_TASK GOAL:_
The reply must reproduce each line below exactly.

*** DATA PROVIDED Section Begins ***

use super::{
    GenerationParams, Model,
    types::{Content, ErrorBody, GenerateRequest, GenerateResponse, GenerationConfig, Part},
};
use crate::config::Config;
use anyhow::{Context, Result, anyhow};
use reqwest::blocking::Client;
use std::time::Duration;
use tracing::{debug, warn};

pub struct GeminiModel {
    client: Client,
    base_url: String,
    model: String,
    api_key: String,
}

impl GeminiModel {
    pub fn new(cfg: &Config) -> Result<Self> {
        let api_key = std::env::var(&cfg.model.api_key_env)
            .ok()
            .filter(|k| !k.trim().is_empty())
            .ok_or_else(|| anyhow!("missing API key: set {}", cfg.model.api_key_env))?;
        Self::with_api_key(cfg, api_key)
    }

    pub fn with_api_key(cfg: &Config, api_key: String) -> Result<Self> {
        let mut builder = Client::builder();
        if cfg.model.timeout_seconds > 0 {
            builder = builder.timeout(Duration::from_secs(cfg.model.timeout_seconds));
        }
        let client = builder.build().with_context(|| "building HTTP client")?;
        Ok(Self {
            client,
            base_url: cfg.model.base_url.trim_end_matches('/').to_string(),
            model: cfg.model.name.clone(),
            api_key,
        })
    }

    pub fn endpoint(&self) -> String {
        format!("{}/models/{}:generateContent", self.base_url, self.model)
    }

    fn call(&self, prompt: &str, params: &GenerationParams) -> Result<String> {
        let req = build_request(prompt, params);
        debug!(
            "gemini request model={} prompt_chars={} temperature={} max_tokens={}",
            self.model,
            prompt.chars().count(),
            params.temperature,
            params.max_tokens
        );

        let resp = self
            .client
            .post(self.endpoint())
            .header("x-goog-api-key", &self.api_key)
            .json(&req)
            .send()
            .with_context(|| "sending request")?;

        let status = resp.status();
        let body = resp.text().with_context(|| "reading response body")?;

        if !status.is_success() {
            let detail = serde_json::from_str::<ErrorBody>(&body)
                .map(|e| e.error.message)
                .unwrap_or(body);
            return Err(anyhow!("HTTP {status}: {}", detail.trim()));
        }

        let parsed: GenerateResponse =
            serde_json::from_str(&body).with_context(|| "parsing generateContent response")?;
        response_text(&parsed)
    }
}

impl Model for GeminiModel {
    fn name(&self) -> &str {
        &self.model
    }

    fn generate(&self, prompt: &str, params: &GenerationParams) -> Result<String> {
        self.call(prompt, params)
            .map_err(|e| anyhow!("Error generating content: {e:#}"))
    }
}

pub fn build_request(prompt: &str, params: &GenerationParams) -> GenerateRequest {
    GenerateRequest {
        contents: vec![Content {
            role: Some("user".into()),
            parts: vec![Part {
                text: Some(prompt.to_string()),
            }],
        }],
        generation_config: GenerationConfig {
            temperature: params.temperature,
            max_output_tokens: params.max_tokens,
        },
    }
}

pub fn response_text(resp: &GenerateResponse) -> Result<String> {
    if let Some(text) = resp.text() {
        return Ok(text);
    }
    if let Some(reason) = resp
        .prompt_feedback
        .as_ref()
        .and_then(|f| f.block_reason.as_deref())
    {
        return Err(anyhow!("prompt blocked: {reason}"));
    }
    let finish = resp
        .candidates
        .first()
        .and_then(|c| c.finish_reason.clone())
        .unwrap_or_else(|| "none".into());
    warn!("gemini returned no text; finish_reason={finish}");
    Err(anyhow!("response contained no text (finish_reason={finish})"))
}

*** DATA PROVIDED Section Ends ***

_TASK RESPONSE:_
use super::{
    GenerationParams, Model,
    types::{Content, ErrorBody, GenerateRequest, GenerateResponse, GenerationConfig, Part},
};
use crate::config::Config;
use anyhow::{Context, Result, anyhow};
use reqwest::blocking::Client;
use std::time::Duration;
use tracing::{debug, warn};

pub struct GeminiModel {
    client: Client,
    base_url: String,
    model: String,
    api_key: String,
}

impl GeminiModel {
    pub fn new(cfg: &Config) -> Result<Self> {
        let api_key = std::env::var(&cfg.model.api_key_env)
            .ok()
            .filter(|k| !k.trim().is_empty())
            .ok_or_else(|| anyhow!("missing API key: set {}", cfg.model.api_key_env))?;
        Self::with_api_key(cfg, api_key)
    }

    pub fn with_api_key(cfg: &Config, api_key: String) -> Result<Self> {
        let mut builder = Client::builder();
        if cfg.model.timeout_seconds > 0 {
            builder = builder.timeout(Duration::from_secs(cfg.model.timeout_seconds));
        }
        let client = builder.build().with_context(|| "building HTTP client")?;
        Ok(Self {
            client,
            base_url: cfg.model.base_url.trim_end_matches('/').to_string(),
            model: cfg.model.name.clone(),
            api_key,
        })
    }

    pub fn endpoint(&self) -> String {
        format!("{}/models/{}:generateContent", self.base_url, self.model)
    }

    fn call(&self, prompt: &str, params: &GenerationParams) -> Result<String> {
        let req = build_request(prompt, params);
        debug!(
            "gemini request model={} prompt_chars={} temperature={} max_tokens={}",
            self.model,
            prompt.chars().count(),
            params.temperature,
            params.max_tokens
        );

        let resp = self
            .client
            .post(self.endpoint())
            .header("x-goog-api-key", &self.api_key)
            .json(&req)
            .send()
            .with_context(|| "sending request")?;

        let status = resp.status();
        let body = resp.text().with_context(|| "reading response body")?;

        if !status.is_success() {
            let detail = serde_json::from_str::<ErrorBody>(&body)
                .map(|e| e.error.message)
                .unwrap_or(body);
            return Err(anyhow!("HTTP {status}: {}", detail.trim()));
        }

        let parsed: GenerateResponse =
            serde_json::from_str(&body).with_context(|| "parsing generateContent response")?;
        response_text(&parsed)
    }
}

impl Model for GeminiModel {
    fn name(&self) -> &str {
        &self.model
    }

    fn generate(&self, prompt: &str, params: &GenerationParams) -> Result<String> {
        self.call(prompt, params)
            .map_err(|e| anyhow!("Error generating content: {e:#}"))
    }
}

pub fn build_request(prompt: &str, params: &GenerationParams) -> GenerateRequest {
    GenerateRequest {
        contents: vec![Content {
            role: Some("user".into()),
            parts: vec![Part {
                text: Some(prompt.to_string()),
            }],
        }],
        generation_config: GenerationConfig {
            temperature: params.temperature,
            max_output_tokens: params.max_tokens,
        },
    }
}

pub fn response_text(resp: &GenerateResponse) -> Result<String> {
    if let Some(text) = resp.text() {
        return Ok(text);
    }
    if let Some(reason) = resp
        .prompt_feedback
        .as_ref()
        .and_then(|f| f.block_reason.as_deref())
    {
        return Err(anyhow!("prompt blocked: {reason}"));
    }
    let finish = resp
        .candidates
        .first()
        .and_then(|c| c.finish_reason.clone())
        .unwrap_or_else(|| "none".into());
    warn!("gemini returned no text; finish_reason={finish}");
    Err(anyhow!("response contained no text (finish_reason={finish})"))
}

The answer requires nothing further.